Selain itu, penerimaan juga datang dari pajak aset kripto sebesar Rp1,93 triliun, pajak fintech (peer-to-peer lending) Rp4,47 triliun, serta pajak yang dipungut melalui Sistem Informasi Pengadaan Pemerintah (SIPP) senilai Rp4,1 triliun.
Direktur Penyuluhan, Pelayanan, dan Hubungan Masyarakat Direktorat Jenderal Pajak, Inge Diana Rismawanti, mengatakan bahwa penerimaan dari PPN PMSE masih menjadi tulang punggung pajak digital nasional.
“Dari seluruh pelaku usaha PMSE yang telah ditunjuk, sebanyak 223 perusahaan telah melakukan pemungutan dan penyetoran PPN dengan total Rp36,69 triliun hingga akhir Januari 2026,” ujar Inge dalam keterangan tertulis, Jumat (27/2/2026).
Ia menjelaskan, penerimaan PPN PMSE tersebut terkumpul secara bertahap sejak 2020. Pada tahun pertama implementasi, setoran tercatat Rp731,4 miliar, kemudian meningkat menjadi Rp3,9 triliun pada 2021.
“Rp5,51 triliun pada 2022, Rp6,76 triliun pada 2023, Rp8,44 triliun pada 2024, dan Rp10,32 triliun sepanjang 2025,” jelasnya.

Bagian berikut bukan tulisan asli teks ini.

//! SQL injection detection.

use crate::{Detector, Finding, Severity};
use ir::{NodeKind, SyntaxTree};
use regex::Regex;
use std::path::Path;

const EXECUTE_METHODS: [&str; 2] = ["execute", "executemany"];

const PARAMETERIZE: &str = "Use parameterized queries";

/// Flags execution-style calls fed by string concatenation, keyword-bearing
/// concatenation outside calls, and textual dynamic-SQL patterns.
pub struct SqlInjectionDetector {
    keyword_re: Regex,
    dynamic_exec_re: Regex,
    extended_proc_re: Regex,
    execute_severity: Severity,
}

impl SqlInjectionDetector {
    pub fn new(severity: Option<Severity>) -> Self {
        Self {
            // CQL shares the core keyword set; ALLOW FILTERING / USING TTL
            // catch concatenated CQL that carries none of the SQL verbs.
            keyword_re: Regex::new(
                r"(?i)\b(SELECT|INSERT|UPDATE|DELETE|WHERE|ALLOW\s+FILTERING|USING\s+TTL)\b",
            )
            .expect("valid keyword regex"),
            dynamic_exec_re: Regex::new(r"(?i)\b(EXEC|EXECUTE)\s*\(").expect("valid exec regex"),
            extended_proc_re: Regex::new(r"(?i)\b(xp_cmdshell|sp_OACreate)\b")
                .expect("valid extended procedure regex"),
            execute_severity: severity.unwrap_or(Severity::High),
        }
    }
}

impl Detector for SqlInjectionDetector {
    fn name(&self) -> &'static str {
        "sql"
    }

    fn inspect(&self, tree: &SyntaxTree, file: &Path) -> Vec<Finding> {
        let mut findings = Vec::new();
        for node in tree.walk() {
            match &node.kind {
                NodeKind::Call { args, .. }
                    if node
                        .call_method()
                        .is_some_and(|m| EXECUTE_METHODS.contains(&m)) =>
                {
                    if args.first().is_some_and(|a| a.is_concat()) {
                        findings.push(
                            Finding::builder("sql", "SQL Injection", self.execute_severity)
                                .snippet(node.excerpt.clone())
                                .emit(
                                    file,
                                    node.line,
                                    "String concatenation in SQL execute() call",
                                    PARAMETERIZE,
                                ),
                        );
                    }
                }
                NodeKind::Assignment { value, .. }
                    if value.is_concat() && self.keyword_re.is_match(&node.excerpt) =>
                {
                    findings.push(
                        Finding::builder("sql", "SQL Injection", Severity::Medium)
                            .snippet(node.excerpt.clone())
                            .emit(
                                file,
                                node.line,
                                "String concatenation that might build a SQL query",
                                PARAMETERIZE,
                            ),
                    );
                }
                NodeKind::StringLiteral(text) => {
                    if self.extended_proc_re.is_match(text) {
                        findings.push(
                            Finding::builder(
                                "sql",
                                "SQL Server Extended Procedure",
                                Severity::Critical,
                            )
                            .snippet(node.excerpt.clone())
                            .emit(
                                file,
                                node.line,
                                "Extended stored procedure grants OS-level access",
                                "Disable xp_cmdshell/sp_OACreate and use least-privilege accounts",
                            ),
                        );
                    } else if self.dynamic_exec_re.is_match(text) {
                        findings.push(
                            Finding::builder("sql", "Dynamic SQL Execution", Severity::High)
                                .snippet(node.excerpt.clone())
                                .emit(
                                    file,
                                    node.line,
                                    "EXEC/EXECUTE builds SQL from a string at runtime",
                                    "Replace dynamic SQL with static statements or sp_executesql with parameters",
                                ),
                        );
                    }
                }
                _ => {}
            }
        }
        findings
    }
}
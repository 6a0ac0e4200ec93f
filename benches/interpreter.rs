use criterion::{Criterion, black_box, criterion_group, criterion_main};

use pylite::interpreter;
use pylite::lexer;
use pylite::parser;
use pylite::runtime::{BufferContext, Closure};

const FIB_PROGRAM: &str = "\
class Math:
  def fib(n):
    if n < 2:
      return n
    return self.fib(n - 1) + self.fib(n - 2)

m = Math()
print m.fib(15)
";

fn repeated_arithmetic_program() -> String {
    let mut source = String::from("total = 0\n");
    for i in 0..200 {
        source.push_str(&format!("total = total + {i} * 3 - {i} / 2\n"));
    }
    source.push_str("print total\n");
    source
}

fn bench_frontend(c: &mut Criterion) {
    let source = repeated_arithmetic_program();

    c.bench_function("frontend_tokenize", |b| {
        b.iter(|| {
            let out = lexer::tokenize(black_box(&source)).expect("tokenize");
            black_box(out);
        })
    });

    c.bench_function("frontend_tokenize_parse", |b| {
        b.iter(|| {
            let out = parser::parse(black_box(&source)).expect("parse");
            black_box(out);
        })
    });
}

fn bench_interpreter(c: &mut Criterion) {
    for (label, source) in [
        ("arithmetic", repeated_arithmetic_program()),
        ("fib", FIB_PROGRAM.to_string()),
    ] {
        let program = parser::parse(&source).expect("parse");

        c.bench_function(&format!("interpreter_run_{label}"), |b| {
            b.iter(|| {
                let mut globals = Closure::new();
                let mut context = BufferContext::new();
                interpreter::run_program(black_box(&program), &mut globals, &mut context)
                    .expect("run");
                black_box(context.output());
            })
        });
    }
}

criterion_group!(benches, bench_frontend, bench_interpreter);
criterion_main!(benches);
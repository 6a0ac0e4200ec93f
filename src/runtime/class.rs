use std::cell::RefCell;
use std::io::Write;
use std::rc::{Rc, Weak};

use crate::runtime::context::Context;
use crate::runtime::error::RuntimeError;
use crate::runtime::object::{Closure, Executable, Flow, Object, ObjectHolder};

pub(crate) const STR_METHOD: &str = "__str__";
pub(crate) const SELF_NAME: &str = "self";

/// A method attached to a class: name, formal parameters in declaration
/// order, and the owned body. Immutable after construction.
#[derive(Debug)]
pub struct Method {
    pub name: String,
    pub formal_params: Vec<String>,
    pub body: Box<dyn Executable>,
}

/// A user-defined class: named methods and an optional parent. Immutable
/// after construction; class graphs are acyclic, so parent edges can be
/// plain shared handles.
#[derive(Debug)]
pub struct Class {
    name: String,
    methods: Vec<Method>,
    parent: Option<Rc<Class>>,
}

impl Class {
    pub fn new(name: String, methods: Vec<Method>, parent: Option<Rc<Class>>) -> Self {
        Self {
            name,
            methods,
            parent,
        }
    }

    pub fn name(&self) -> &str {
        &self.name
    }

    /// First definition found walking this class, then the parent chain.
    pub fn method(&self, name: &str) -> Option<&Method> {
        self.methods
            .iter()
            .find(|method| method.name == name)
            .or_else(|| self.parent.as_ref().and_then(|parent| parent.method(name)))
    }

    pub fn has_method(&self, name: &str, argument_count: usize) -> bool {
        self.method(name)
            .is_some_and(|method| method.formal_params.len() == argument_count)
    }
}

/// A live object of a user-defined class.
#[derive(Debug)]
pub struct ClassInstance {
    class: Rc<Class>,
    myself: Weak<Object>,
    fields: RefCell<Closure>,
}

impl ClassInstance {
    /// Allocates a fresh instance. The field store starts out holding
    /// `self` as a non-owning back-reference, so the instance is dropped as
    /// soon as the last external handle goes away.
    pub fn new(class: Rc<Class>) -> Rc<Object> {
        Rc::new_cyclic(|myself: &Weak<Object>| {
            let mut fields = Closure::new();
            fields.insert(SELF_NAME.to_string(), ObjectHolder::backref(myself.clone()));
            Object::Instance(ClassInstance {
                class,
                myself: myself.clone(),
                fields: RefCell::new(fields),
            })
        })
    }

    pub fn class(&self) -> &Rc<Class> {
        &self.class
    }

    pub fn field(&self, name: &str) -> Option<ObjectHolder> {
        self.fields.borrow().get(name).cloned()
    }

    pub fn set_field(&self, name: String, value: ObjectHolder) {
        self.fields.borrow_mut().insert(name, value);
    }

    pub fn has_method(&self, method: &str, argument_count: usize) -> bool {
        self.class.has_method(method, argument_count)
    }

    /// Dispatches `method` along the class chain with a fresh closure
    /// holding `self` and the bound arguments.
    pub fn call(
        &self,
        method: &str,
        actual_args: &[ObjectHolder],
        context: &mut dyn Context,
    ) -> Result<ObjectHolder, RuntimeError> {
        let found = self
            .class
            .method(method)
            .ok_or_else(|| RuntimeError::UnknownMethod {
                method: method.to_string(),
                class: self.class.name().to_string(),
            })?;
        if found.formal_params.len() != actual_args.len() {
            return Err(RuntimeError::MethodArityMismatch {
                method: method.to_string(),
                expected: found.formal_params.len(),
                found: actual_args.len(),
            });
        }

        let mut closure = Closure::new();
        closure.insert(SELF_NAME.to_string(), ObjectHolder::backref(self.myself.clone()));
        for (formal, actual) in found.formal_params.iter().zip(actual_args) {
            closure.insert(formal.clone(), actual.clone());
        }

        // Bodies are wrapped in a MethodBody node which already translates
        // the return marker; a stray marker still ends the call with its
        // carried value.
        match found.body.execute(&mut closure, context)? {
            Flow::Value(value) | Flow::Return(value) => Ok(value),
        }
    }

    pub(crate) fn print(
        &self,
        out: &mut dyn Write,
        context: &mut dyn Context,
    ) -> Result<(), RuntimeError> {
        if !self.has_method(STR_METHOD, 0) {
            return Ok(());
        }
        let rendered = self.call(STR_METHOD, &[], context)?;
        rendered.print(out, context)
    }
}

Sementara pada Januari 2026, setoran sudah mencapai Rp1,02 triliun.Hingga akhir Januari 2026, jumlah pemungut PPN PMSE yang masih aktif tercatat sebanyak 242 perusahaan.
Dalam periode tersebut, terdapat satu pencabutan data pemungut, yakni Grammarly, serta satu perubahan data pemungut atas nama BetterMe Limited.

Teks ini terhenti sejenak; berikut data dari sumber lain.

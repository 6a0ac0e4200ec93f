use thiserror::Error;

/// Typed failures raised while evaluating a program.
#[derive(Debug, Error, Clone, PartialEq, Eq)]
pub enum RuntimeError {
    #[error("Undefined variable '{name}'")]
    UndefinedVariable { name: String },
    #[error("Undefined field '{field}'")]
    UndefinedField { field: String },
    #[error("Expected a class instance, got {type_name}")]
    NotAnInstance { type_name: &'static str },
    #[error("Unknown method '{method}' of class '{class}'")]
    UnknownMethod { method: String, class: String },
    #[error("Method '{method}' expected {expected} arguments, got {found}")]
    MethodArityMismatch {
        method: String,
        expected: usize,
        found: usize,
    },
    #[error("Operation '{operation}' is not supported for {lhs} and {rhs}")]
    UnsupportedOperands {
        operation: &'static str,
        lhs: &'static str,
        rhs: &'static str,
    },
    #[error("Operation '{operation}' expects a boolean operand, got {type_name}")]
    NotABool {
        operation: &'static str,
        type_name: &'static str,
    },
    #[error("Condition must evaluate to a boolean, got {type_name}")]
    ConditionNotBool { type_name: &'static str },
    #[error("Division by zero")]
    DivisionByZero,
    #[error("Cannot compare objects for {comparison}")]
    Uncomparable { comparison: &'static str },
    #[error("Return outside of a method body")]
    ReturnOutsideMethod,
    #[error("Failed to write program output")]
    OutputWrite,
}
use std::io::{self, Write};

/// Host hook point for interpreter side effects. The evaluator only needs a
/// sink for `print`; anything richer (an input stream, a test double) hangs
/// off an implementation of this trait.
pub trait Context {
    fn output_stream(&mut self) -> &mut dyn Write;
}

/// Context writing straight through to any sink; the driver uses it with
/// stdout.
pub struct StandardContext<W: Write> {
    output: W,
}

impl<W: Write> StandardContext<W> {
    pub fn new(output: W) -> Self {
        Self { output }
    }
}

impl<W: Write> Context for StandardContext<W> {
    fn output_stream(&mut self) -> &mut dyn Write {
        &mut self.output
    }
}

impl StandardContext<io::Stdout> {
    pub fn stdout() -> Self {
        Self::new(io::stdout())
    }
}

/// In-memory context for tests and harnesses.
#[derive(Default)]
pub struct BufferContext {
    buffer: Vec<u8>,
}

impl BufferContext {
    pub fn new() -> Self {
        Self::default()
    }

    /// Everything written so far, as text.
    pub fn output(&self) -> String {
        String::from_utf8_lossy(&self.buffer).into_owned()
    }
}

impl Context for BufferContext {
    fn output_stream(&mut self) -> &mut dyn Write {
        &mut self.buffer
    }
}

#[cfg(test)]
mod tests {
    use super::*;

    #[test]
    fn buffer_context_captures_writes() {
        let mut context = BufferContext::new();
        write!(context.output_stream(), "hi {}", 5).expect("write should succeed");
        assert_eq!(context.output(), "hi 5");
    }
}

Selain PPN PMSE, pajak atas transaksi aset kripto juga menunjukkan pertumbuhan. Sampai Januari 2026, penerimaan pajak kripto mencapai Rp1,93 triliun.
Rinciannya terdiri dari Rp246,45 miliar pada 2022, Rp220,83 miliar pada 2023, Rp620,4 miliar pada 2024, Rp796,74 miliar pada 2025, dan Rp43,45 miliar pada awal 2026.

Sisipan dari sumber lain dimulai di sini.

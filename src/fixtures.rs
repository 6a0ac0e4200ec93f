//! File-driven test cases for the integration harness.
//!
//! Each case is a directory under `tests/programs/` holding a `case.yaml`
//! spec, the input `program.pyl`, and, for successful runs, the expected
//! stdout.

use std::fs;
use std::path::{Path, PathBuf};

use anyhow::{Context, Result, ensure};
use serde::Deserialize;

#[derive(Debug, Deserialize, Clone, Copy, PartialEq, Eq)]
#[serde(rename_all = "snake_case")]
pub enum CaseClass {
    /// Program runs to completion; stdout is compared against a file.
    RuntimeSuccess,
    /// Lexing or parsing fails; the error message must contain a substring.
    FrontendError,
    /// Evaluation fails; the error message must contain a substring.
    RuntimeError,
}

#[derive(Debug, Deserialize, Clone)]
pub struct ExpectedOutcome {
    pub exit_code: i32,
    pub stdout_file: Option<String>,
    pub error_contains: Option<String>,
}

#[derive(Debug, Deserialize, Clone)]
pub struct CaseSpec {
    pub class: CaseClass,
    pub expected: ExpectedOutcome,
}

#[derive(Debug, Clone)]
pub struct Case {
    pub name: String,
    pub dir: PathBuf,
    pub program_path: PathBuf,
    pub spec: CaseSpec,
}

impl Case {
    pub fn read_text(&self, relative_path: &str) -> Result<String> {
        fs::read_to_string(self.dir.join(relative_path))
            .with_context(|| format!("Reading {} fixture file {}", self.name, relative_path))
    }
}

pub fn load_cases(programs_dir: &Path) -> Result<Vec<Case>> {
    let mut cases = Vec::new();

    for entry in
        fs::read_dir(programs_dir).with_context(|| format!("Reading {}", programs_dir.display()))?
    {
        let path = entry?.path();
        if !path.is_dir() {
            continue;
        }

        let case_path = path.join("case.yaml");
        if !case_path.exists() {
            continue;
        }

        let program_path = path.join("program.pyl");
        ensure!(
            program_path.exists(),
            "Missing program.pyl for case {}",
            path.display()
        );

        let case_name = path
            .file_name()
            .and_then(|value| value.to_str())
            .map(str::to_string)
            .with_context(|| format!("Invalid case directory name {}", path.display()))?;
        let case_raw = fs::read_to_string(&case_path)
            .with_context(|| format!("Reading {}", case_path.display()))?;
        let spec: CaseSpec = serde_yaml::from_str(&case_raw)
            .with_context(|| format!("Parsing {}", case_path.display()))?;

        cases.push(Case {
            name: case_name,
            dir: path,
            program_path,
            spec,
        });
    }

    ensure!(
        !cases.is_empty(),
        "No test cases found in {}",
        programs_dir.display()
    );
    cases.sort_by(|left, right| left.name.cmp(&right.name));
    Ok(cases)
}
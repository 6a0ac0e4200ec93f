//! Runtime object model shared by the evaluator: values and their shared
//! handles, classes and instances, comparison, truthiness, and the host
//! `Context` the interpreter writes output through.

pub mod class;
pub mod compare;
pub mod context;
pub mod error;
pub mod object;

pub use class::{Class, ClassInstance, Method};
pub use compare::Comparator;
pub use context::{BufferContext, Context, StandardContext};
pub use error::RuntimeError;
pub use object::{Closure, ExecResult, Executable, Flow, Object, ObjectHolder, is_true};
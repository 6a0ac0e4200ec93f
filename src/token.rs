use std::fmt;

/// Lexical tokens of the language.
///
/// Valued variants carry their payload; two tokens compare equal when the
/// variant matches and the payloads, if any, are equal.
#[derive(Debug, Clone, PartialEq, Eq)]
pub enum Token {
    Number(i64),
    Id(String),
    String(String),
    /// Single-character punctuation not promoted to a named kind:
    /// `+ - * / = < > ( ) : , .`
    Char(char),

    // Keywords
    Class,
    Return,
    If,
    Else,
    Def,
    Print,
    And,
    Or,
    Not,
    None,
    True,
    False,

    // Multi-character operators
    Eq,
    NotEq,
    LessOrEq,
    GreaterOrEq,

    // Structural
    Newline,
    Indent,
    Dedent,
    Eof,
}

impl fmt::Display for Token {
    fn fmt(&self, f: &mut fmt::Formatter<'_>) -> fmt::Result {
        let name = match self {
            Token::Number(value) => return write!(f, "Number{{{value}}}"),
            Token::Id(name) => return write!(f, "Id{{{name}}}"),
            Token::String(value) => return write!(f, "String{{{value}}}"),
            Token::Char(value) => return write!(f, "Char{{{value}}}"),
            Token::Class => "Class",
            Token::Return => "Return",
            Token::If => "If",
            Token::Else => "Else",
            Token::Def => "Def",
            Token::Print => "Print",
            Token::And => "And",
            Token::Or => "Or",
            Token::Not => "Not",
            Token::None => "None",
            Token::True => "True",
            Token::False => "False",
            Token::Eq => "Eq",
            Token::NotEq => "NotEq",
            Token::LessOrEq => "LessOrEq",
            Token::GreaterOrEq => "GreaterOrEq",
            Token::Newline => "Newline",
            Token::Indent => "Indent",
            Token::Dedent => "Dedent",
            Token::Eof => "Eof",
        };
        f.write_str(name)
    }
}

“Penerimaan pajak kripto tersebut berasal dari PPh Pasal 22 sebesar Rp1,05 triliun dan PPN dalam negeri sebesar Rp875,23 miliar,” kata Inge.
Di sisi lain, sektor fintech lending juga berkontribusi signifikan dengan total penerimaan Rp4,47 triliun hingga Januari 2026.
Setoran tersebut berasal dari Rp446,39 miliar pada 2022, Rp1,11 triliun pada 2023, Rp1,48 triliun pada 2024, Rp1,37 triliun pada 2025, serta Rp61,91 miliar pada awal 2026.
Menurut Inge, tren pertumbuhan penerimaan pajak digital mencerminkan semakin luasnya aktivitas ekonomi berbasis teknologi di Indonesia.
Pemerintah pun akan terus melakukan pengawasan dan penyesuaian kebijakan agar potensi pajak dari sektor ini dapat dioptimalkan tanpa menghambat pertumbuhan industri digital.